The Steel Company

1976
Acrylic Paint on Canvas
36 inches x 24 inches

My wife’s sister’s husband was a Bethlehem Steel “Looper,” second-in-charge of the blast furnaces. He was also the photographer for our wedding and as payment for his services I painted “The Steel Company” for him. Once delivered, Richard sent it down to the Steel’s carpentry shop, had a frame built, then hung it on his wall. Four years later, tragically, he was gone and this painting went into “storage” until I was surprised by its resurgence only recently.

More than any other painting I’ve done: this one speaks with an entirely new voice.

1976: I’m back from two years in the service then four years of living and painting in California. I returned to find half of everyone I used to know employed at Bethlehem Steel. Guys I knew from high school had been working the blast furnaces or the soaking pits or the beam yards or the in-plant railroad long enough to afford cars and houses. My old surfing buddy was pouring ingots. Another operated a crane. An old girlfriend was a secretary in the corporate office. Others worked at the Steel Club. My new brother-in-law was a white-helmet: a boss.

My errand takes me down to Sand Island where I set up my easel, get out my colors and paint as vibrant a scene as could be imagined—almost effortlessly. That place across the river was alive. You don’t see the fire, the steam, or the smoke—but it’s there: red hot with sparks the size of baseballs.

The din of steel manufacturing flooded the south side and came at me in a constant stream. Rolling mills compressed hot bars. Cutting saws howled. Sirens and alarms blared to each other as crane hooks drug beams off cement floors. Glowing ingot cars creaked and groaned over tracks they didn’t have time to replace. Plant trucks raced by while sidings lined with hopper cars slammed in chain reactions humped by dirty yellow and purple PB&NE diesels. The rush of waste gas burning off in invisible blue columns and a thousand guys on shift change was like war: with no break and no end.

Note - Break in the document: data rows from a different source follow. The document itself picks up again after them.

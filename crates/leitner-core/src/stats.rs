//! Deck statistics.

use crate::algorithm::LEITNER_INTERVALS;
use crate::models::{CardStatus, Deck, DeckId, Timestamp, NEVER};
use serde::Serialize;

/// Status counts for a deck.
#[derive(Debug, Clone, PartialEq, Eq, Serialize)]
#[serde(rename_all = "camelCase")]
pub struct DeckStats {
    pub deck_id: DeckId,
    /// Total cards.
    pub total_cards: usize,
    /// Never promoted or demoted.
    pub new_cards: usize,
    /// Cards in learning.
    pub learning_cards: usize,
    /// Cards in review.
    pub review_cards: usize,
    /// Cards in the top box.
    pub known_cards: usize,
    /// Latest rating time across the deck, or [`NEVER`].
    pub last_studied: Timestamp,
}

impl DeckStats {
    /// Count for one status.
    pub fn count(&self, status: CardStatus) -> usize {
        match status {
            CardStatus::New => self.new_cards,
            CardStatus::Learning => self.learning_cards,
            CardStatus::Review => self.review_cards,
            CardStatus::Known => self.known_cards,
        }
    }

    /// Share of the deck that is known, 0.0 for an empty deck.
    pub fn known_ratio(&self) -> f64 {
        if self.total_cards == 0 {
            0.0
        } else {
            self.known_cards as f64 / self.total_cards as f64
        }
    }

    pub fn has_been_studied(&self) -> bool {
        self.last_studied != NEVER
    }
}

/// Reduce a deck into status counts.
pub fn deck_stats(deck: &Deck) -> DeckStats {
    let mut stats = DeckStats {
        deck_id: deck.id,
        total_cards: deck.len(),
        new_cards: 0,
        learning_cards: 0,
        review_cards: 0,
        known_cards: 0,
        last_studied: NEVER,
    };

    for card in deck.cards() {
        match card.status() {
            CardStatus::New => stats.new_cards += 1,
            CardStatus::Learning => stats.learning_cards += 1,
            CardStatus::Review => stats.review_cards += 1,
            CardStatus::Known => stats.known_cards += 1,
        }
        stats.last_studied = stats.last_studied.max(card.last_reviewed());
    }

    stats
}

/// Number of cards in each box.
pub fn box_distribution(deck: &Deck) -> [usize; LEITNER_INTERVALS.len()] {
    let mut counts = [0; LEITNER_INTERVALS.len()];
    for card in deck.cards() {
        counts[usize::from(card.leitner_box())] += 1;
    }
    counts
}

And like never before, those sounds made color I could never repeat if I tried.

Knowing what the Steel once was is to not care what happens to it now. Casinos and businesses try to make it into something that will never be. What is left of the Steel sits silently over there: five towering piles of rust vaulting into oblivion. Nobody who worked for Bethlehem Steel ever forgot it. My buddy was laid off in 88. “I wish I would have grabbed my yellow helmet and brought it home” he says today, joking with a grin. “You know, Beedle, I’m just waiting for them to call me back!”